Amplifying business value of analytics with Cloud data warehouse
Reading Time: 8 minutes
Cloud data warehouses enable companies with a scalable data infrastructure and the ability to handle high-performance analytics workloads. The pandemic has further driven many companies to adopt cloud data migration from traditional enterprise data warehousing to manage the sudden changes in analytics requirements.
Sigmoid conducted a webinar to have an in-depth discussion with data science heads of major companies to understand their journey of transitioning to the cloud, best practices for efficiently operating data & analytics in the cloud, benefits of moving to the cloud, and more.
The panel consisted of:
-Nelson Chieh (Head of Data, Advanced Analytics & Martech, Natura & Co.)
-Iván Herrero Bartolomé (Chief Data Officer, Intercorp)
-Juan Carlos Oré (Chief Data Officer, Credicorp Capital), and
-Anush Kumar (Chief Growth Officer, LATAM Sigmoid)
The panel was moderated by Kathleen L D Maley, (Member, Analytics Expert Network, International Institute of Analytics). The detailed profiles of the speaker can be found here.
Moderator: What are the key reasons for organizations to migrate to the cloud from on-premise?
Nelson: One of the main reasons to move our on-premises data to the cloud is to be able to deploy more sophisticated AI models. Cloud solutions will give us more flexibility, scalability, and integration tools. We can access up-to-date solutions without worrying about data governance and data quality. It also provides ease of infrastructure management along with cost-effectiveness. We can now have a better time to market our solutions using cloud solutions.

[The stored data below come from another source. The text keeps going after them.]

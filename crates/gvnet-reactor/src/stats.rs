//! Reactor counters.

use std::fmt;

#[derive(Debug, Clone, Copy, Default, PartialEq, Eq)]
pub struct ReactorStats {
    pub iterations: u64,
    /// Client channels registered when the current iteration began.
    pub channels: u64,
    /// Connections produced by listening channels.
    pub accepted: u64,
    /// Accepted connections the `on_accept` hook declined.
    pub discarded: u64,
    /// Channels removed because they closed, failed, expired or broke the poll.
    pub evicted: u64,
    /// Subset of `evicted` removed for idleness.
    pub expired: u64,
    pub poll_failures: u64,
    /// Channels taken from the injection queue.
    pub injected: u64,
}

impl fmt::Display for ReactorStats {
    fn fmt(&self, f: &mut fmt::Formatter<'_>) -> fmt::Result {
        write!(
            f,
            "iter={} channels={} accepted={} discarded={} evicted={} expired={} poll_fail={} injected={}",
            self.iterations,
            self.channels,
            self.accepted,
            self.discarded,
            self.evicted,
            self.expired,
            self.poll_failures,
            self.injected,
        )
    }
}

Ivan: One of the key reasons is flexibility. Secondly, it allows us to access more computing power than we can in on-prem architecture. Thirdly, everything is faster when you work in the cloud. Overall it drives value for your business. You do not have to worry about the hardware required for on-prem or running the firewall smoothly. For instance, we are currently using the serverless components of GCP and we do not have to waste any time on challenges such as optimizing functionality, performance, or servers. These are some of the huge differences that we can find in the cloud.
Moderator: What challenges were solved by migrating to the cloud and what problems remained unaddressed?
Ivan: We have achieved what we were expecting to solve with the cloud. We are now processing billions of rows of data seamlessly and efficiently. That’s something we couldn’t do in our previous architecture on-premise. Apart from flexibility, we had the computing power to perform compute-intensive workloads in a cost-effective way. We are doing things faster than ever, adding value to the business. It solves the technical side of the equation. But we have to realize that there is a business side to it too. One challenge is that moving to the cloud does not solve the problems related to siloed data. Moving to the cloud is not something magical. There’s a lot of effort you have to do in parallel to solve the other part of the equation.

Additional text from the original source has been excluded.